NEW YORK. – Dozens of prisoners in federal jails of the Immigration and Customs Enforcement Police (ICE), in New Jersey, Massachusetts, began to be released this weekend, as part of the authorities’ strategy to stop the spread of the COVID-19 (coronavirus) in the penitentiaries of those states.
Most of the released Dominicans, who have not been identified, except one, who was said to be 36 years old and incarcerated in the Bristol County Jail, were serving sentences for non-violent crimes.
In Bristol, until Saturday, there were 129 cases of contagion, but the Department of Health did not specify the number of affected in the prisons.
Many of the Dominicans on the loose were released by a Boston federal judge after a prison employee tested positive for COVID-19.
In Bristol County, the total number of reported cases increased from 90 to 129, according to the Massachusetts Department of Health.
The ACLU demanded the release of the other two held there.
In New Jersey, federal judges are taking the same steps, and a Hispanic judge ordered Thursday the release of 10 immigration detainees with underlying health problems in several jails in that state, which have been confirmed positive.
The 10 detainees, including several Dominicans who were in Hudson, Bergen and Essex counties jails, filed a petition Wednesday asking to be released due to the crisis.
Inmates suffer from a number of pre-existing conditions, including lung problems, diabetes, asthma, and a history of pneumonia.
“The 10 petitioners face an imminent risk of death or serious injury if exposed to COVID-19,” Judge Analisa Torres wrote in her order alongside the detainees.
Torres determined that the constitutional rights that protect immigration detainees could be violated if the petitioners are jailed, according to the order.
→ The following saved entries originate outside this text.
use std::process::ExitCode;
use std::sync::Arc;
use std::time::Duration;

use clap::{Parser, Subcommand};
use tracing_subscriber::EnvFilter;

use murmur::api::ApiServerBuilder;
use murmur::client::{ApiClient, ClientLoop, ConsoleSpeaker, RemoteSpeaker, WakePhrase};
use murmur::voice::{
    AudioPlayback, InputDevice, MicrophoneRecognizer, SAMPLE_RATE, SpeechRecognizer,
    SpeechSynthesizer, SpeechToText, Speaker, StdinRecognizer, TextToSpeech, calculate_energy,
};
use murmur::{
    CompletionModel, Config, InteractionRepo, InteractionStore, LanguageModel, TurnHandler, db,
};

/// Murmur - voice-driven conversational assistant
#[derive(Parser)]
#[command(name = "murmur", version, about)]
struct Cli {
    /// Port for the turn server
    #[arg(long, env = "MURMUR_PORT")]
    port: Option<u16>,

    /// Increase verbosity (-v, -vv, -vvv)
    #[arg(short, long, action = clap::ArgAction::Count)]
    verbose: u8,

    #[command(subcommand)]
    command: Option<Command>,
}

#[derive(Subcommand)]
enum Command {
    /// Run the HTTP turn server (default)
    Serve,
    /// Run the voice client loop against a turn server
    Listen {
        /// Read utterances from stdin instead of the microphone
        #[arg(long)]
        keyboard: bool,
        /// Print replies instead of speaking them
        #[arg(long)]
        mute: bool,
        /// User to converse as
        #[arg(short, long)]
        user: Option<String>,
    },
    /// Test microphone input
    TestMic {
        /// Duration in seconds
        #[arg(short, long, default_value = "5")]
        duration: u64,
    },
    /// Test speaker output
    TestSpeaker,
    /// Test TTS output
    TestTts {
        /// Text to speak
        #[arg(default_value = "Hello! This is a test of the text to speech system.")]
        text: String,
    },
    /// Show a user's stored interactions
    History {
        /// User ID
        #[arg(short, long)]
        user: Option<String>,
    },
}

#[tokio::main]
async fn main() -> ExitCode {
    let cli = Cli::parse();

    // Set up logging based on verbosity
    let filter = match cli.verbose {
        0 => "info,murmur=info",
        1 => "info,murmur=debug",
        2 => "debug",
        _ => "trace",
    };

    tracing_subscriber::fmt()
        .with_env_filter(EnvFilter::new(filter))
        .init();

    match run(cli).await {
        Ok(()) => ExitCode::SUCCESS,
        Err(e) => {
            tracing::error!("fatal: {e}");
            ExitCode::FAILURE
        }
    }
}

#[allow(clippy::future_not_send)]
async fn run(cli: Cli) -> anyhow::Result<()> {
    let mut config = Config::load();
    if let Some(port) = cli.port {
        config.server.port = port;
    }
    tracing::debug!(?config, "loaded configuration");

    match cli.command.unwrap_or(Command::Serve) {
        Command::Serve => serve(config).await,
        Command::Listen {
            keyboard,
            mute,
            user,
        } => {
            if let Some(user) = user {
                config.client.user_id = user;
            }
            listen(&config, keyboard, mute).await
        }
        Command::TestMic { duration } => test_mic(duration).await,
        Command::TestSpeaker => test_speaker(),
        Command::TestTts { text } => test_tts(&config, &text).await,
        Command::History { user } => {
            let user = user.unwrap_or_else(|| config.client.user_id.clone());
            history(&config, &user).await
        }
    }
}

/// Run the turn server until it fails
async fn serve(config: Config) -> anyhow::Result<()> {
    tracing::info!(
        host = %config.server.host,
        port = config.server.port,
        "starting murmur turn server"
    );

    let store = open_store(&config);
    let model = load_model(&config).await;

    let mut builder = ApiServerBuilder::new(TurnHandler::new(model, store, config.turn))
        .host(config.server.host.clone())
        .port(config.server.port);

    match TextToSpeech::from_config(&config.api_keys, &config.voice) {
        Ok(tts) => {
            tracing::info!(provider = ?tts.provider(), "text-to-speech ready");
            builder = builder.synthesizer(Arc::new(tts) as Arc<dyn SpeechSynthesizer>);
        }
        Err(e) => tracing::warn!(error = %e, "text-to-speech disabled"),
    }

    builder.build().run().await?;
    Ok(())
}

/// Open the interaction store; failures leave the server without history
fn open_store(config: &Config) -> Option<Arc<dyn InteractionStore>> {
    if !config.store.enabled {
        tracing::info!("interaction store disabled");
        return None;
    }

    match db::init(&config.store.path) {
        Ok(pool) => Some(Arc::new(InteractionRepo::new(pool))),
        Err(e) => {
            tracing::error!(
                path = %config.store.path.display(),
                error = %e,
                "failed to open interaction store"
            );
            None
        }
    }
}

/// Connect to the inference server; failures leave turns answering `ModelUnavailable`
async fn load_model(config: &Config) -> Option<Arc<dyn LanguageModel>> {
    let model_config = config.model.clone();

    // The blocking HTTP client must be built off the async runtime
    let loaded = tokio::task::spawn_blocking(move || CompletionModel::load(&model_config)).await;

    match loaded {
        Ok(Ok(model)) => Some(Arc::new(model)),
        Ok(Err(e)) => {
            tracing::error!(url = %config.model.url, error = %e, "failed to load language model");
            None
        }
        Err(e) => {
            tracing::error!(error = %e, "language model loader panicked");
            None
        }
    }
}

/// Run the voice client loop
#[allow(clippy::future_not_send)]
async fn listen(config: &Config, keyboard: bool, mute: bool) -> anyhow::Result<()> {
    let api = ApiClient::new(&config.client.server_url, config.client.user_id.clone())?;
    let wake = config.client.wake_word.as_deref().map(WakePhrase::new);

    tracing::info!(
        server = %config.client.server_url,
        user_id = %api.user_id(),
        "starting voice client"
    );

    if keyboard {
        let recognizer = StdinRecognizer::new();
        if mute {
            converse(recognizer, ConsoleSpeaker, api, wake).await;
        } else {
            let speaker = RemoteSpeaker::new(api.clone(), AudioPlayback::new()?);
            converse(recognizer, speaker, api, wake).await;
        }
    } else {
        let stt = SpeechToText::from_config(&config.api_keys, &config.voice)?;
        let timeout = Duration::from_secs(config.voice.listen_timeout_secs);
        let recognizer = MicrophoneRecognizer::new(stt, timeout)?;
        if mute {
            converse(recognizer, ConsoleSpeaker, api, wake).await;
        } else {
            let speaker = RemoteSpeaker::new(api.clone(), AudioPlayback::new()?);
            converse(recognizer, speaker, api, wake).await;
        }
    }

    Ok(())
}

#[allow(clippy::future_not_send)]
async fn converse<R, S>(recognizer: R, speaker: S, api: ApiClient, wake: Option<WakePhrase>)
where
    R: SpeechRecognizer,
    S: Speaker,
{
    match &wake {
        Some(w) => tracing::info!("murmur ready - say \"{}\"", w.phrase()),
        None => tracing::info!("murmur ready - start talking (say \"exit\" to stop)"),
    }

    ClientLoop::new(recognizer, speaker, api)
        .with_wake_phrase(wake)
        .run()
        .await;
}

/// Test microphone input
#[allow(clippy::future_not_send)]
async fn test_mic(duration: u64) -> anyhow::Result<()> {
    println!("Testing microphone for {duration} seconds...");
    println!("Speak into your microphone!\n");

    let recording = InputDevice::open_default()?.record()?;
    println!("Sample rate: {SAMPLE_RATE} Hz");
    println!("---");

    for i in 0..duration {
        tokio::time::sleep(Duration::from_secs(1)).await;

        let samples = recording.drain();
        let energy = calculate_energy(&samples);
        let peak = samples.iter().map(|s| s.abs()).fold(0.0f32, f32::max);

        // Visual meter
        #[allow(clippy::cast_possible_truncation, clippy::cast_sign_loss)]
        let meter_len = (energy * 100.0).min(50.0) as usize;
        let meter: String = "█".repeat(meter_len) + &" ".repeat(50 - meter_len);

        println!(
            "[{:2}s] RMS: {:.4} | Peak: {:.4} | [{}]",
            i + 1,
            energy,
            peak,
            meter
        );
    }

    drop(recording);

    println!("\n---");
    println!("If you saw movement in the meter, your mic is working!");
    println!("If RMS stayed near 0, check:");
    println!("  1. Is your mic plugged in?");
    println!("  2. Run: arecord -l (to list devices)");

    Ok(())
}

/// Test speaker output with a sine wave
fn test_speaker() -> anyhow::Result<()> {
    println!("Testing speaker output...");
    println!("You should hear a 440Hz tone for 2 seconds\n");

    let playback = AudioPlayback::new()?;

    // 2 seconds of 440Hz at the 24kHz playback rate
    let sample_rate = 24000_u16;
    let frequency = 440.0_f32;
    let num_samples = usize::from(sample_rate) * 2;

    #[allow(clippy::cast_precision_loss)]
    let samples: Vec<f32> = (0..num_samples)
        .map(|i| {
            let t = i as f32 / f32::from(sample_rate);
            (2.0 * std::f32::consts::PI * frequency * t).sin() * 0.3
        })
        .collect();

    println!("Playing {} samples at {} Hz...", samples.len(), sample_rate);

    playback.play(samples)?;

    println!("\n---");
    println!("If you heard the tone, your speakers are working!");

    Ok(())
}

/// Test TTS output with the configured provider
async fn test_tts(config: &Config, text: &str) -> anyhow::Result<()> {
    println!("Testing TTS with text: \"{text}\"\n");

    let tts = TextToSpeech::from_config(&config.api_keys, &config.voice)?;
    println!("Provider: {:?}", tts.provider());

    println!("Synthesizing speech...");
    let mp3_data = tts.synthesize(text).await?;
    println!("Got {} bytes of audio data", mp3_data.len());

    println!("Playing audio...");
    let playback = AudioPlayback::new()?;
    tokio::task::block_in_place(|| playback.play_mp3(&mp3_data))?;

    println!("\n---");
    println!("If you heard the speech, TTS is working!");

    Ok(())
}

/// Print a user's stored interactions from the turn server
async fn history(config: &Config, user_id: &str) -> anyhow::Result<()> {
    let api = ApiClient::new(&config.client.server_url, user_id)?;
    let interactions = api.interactions(user_id).await?;

    if interactions.is_empty() {
        println!("No interactions stored for {user_id}");
        return Ok(());
    }

    for interaction in &interactions {
        println!("[{}]", interaction.timestamp);
        println!("{}\n", murmur::conversation::format_interaction(interaction));
    }

    Ok(())
}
Torres wrote that the New York ICE field office seems indifferent to the dire situation facing immigration detainees in their custody.
“Respondents appear to be unaware of this confinement condition that is likely to cause imminent and life-threatening illness,” the judge wrote about ICE and the Department of Homeland Security, which are summoned in the petition.
“These government agencies cannot demonstrate that detention centers are in a position to allow inmates to remain six feet apart from each other, as recommended by the Centers for Communicable Disease Prevention (CDC),” added Torres.
Some Massachusetts prisoners are being released due to the COVID-19 outbreak. But whether someone is released depends largely on where they are incarcerated.
The highest number of prisoner releases will occur in Middlesex County, Massachusetts, which has the most COVID-19 cases in the state.
For the past week, Middlesex District Attorney Marian Ryan has been reviewing cases with Sheriff Peter Koutoujian and defense attorneys.
Last week more than 40 prisoners who have not yet been tried were released.
“We are doing this in a balanced way,” Ryan said. “You know, a collaborative and thoughtful approach that balances public safety issues with what can be medically compromised people with the need not to pass this virus on to institutions if I can do that.”
Ryan is also analyzing cases involving people who have been sentenced, and will consider factors such as whether a prisoner has health problems or is detained for a non-violent crime.
Ryan also asked the local police to make arrests only when absolutely necessary and to look for alternatives to the courts and jails during this pandemic. Last week, he said, his court appearances were about a tenth of his usual number.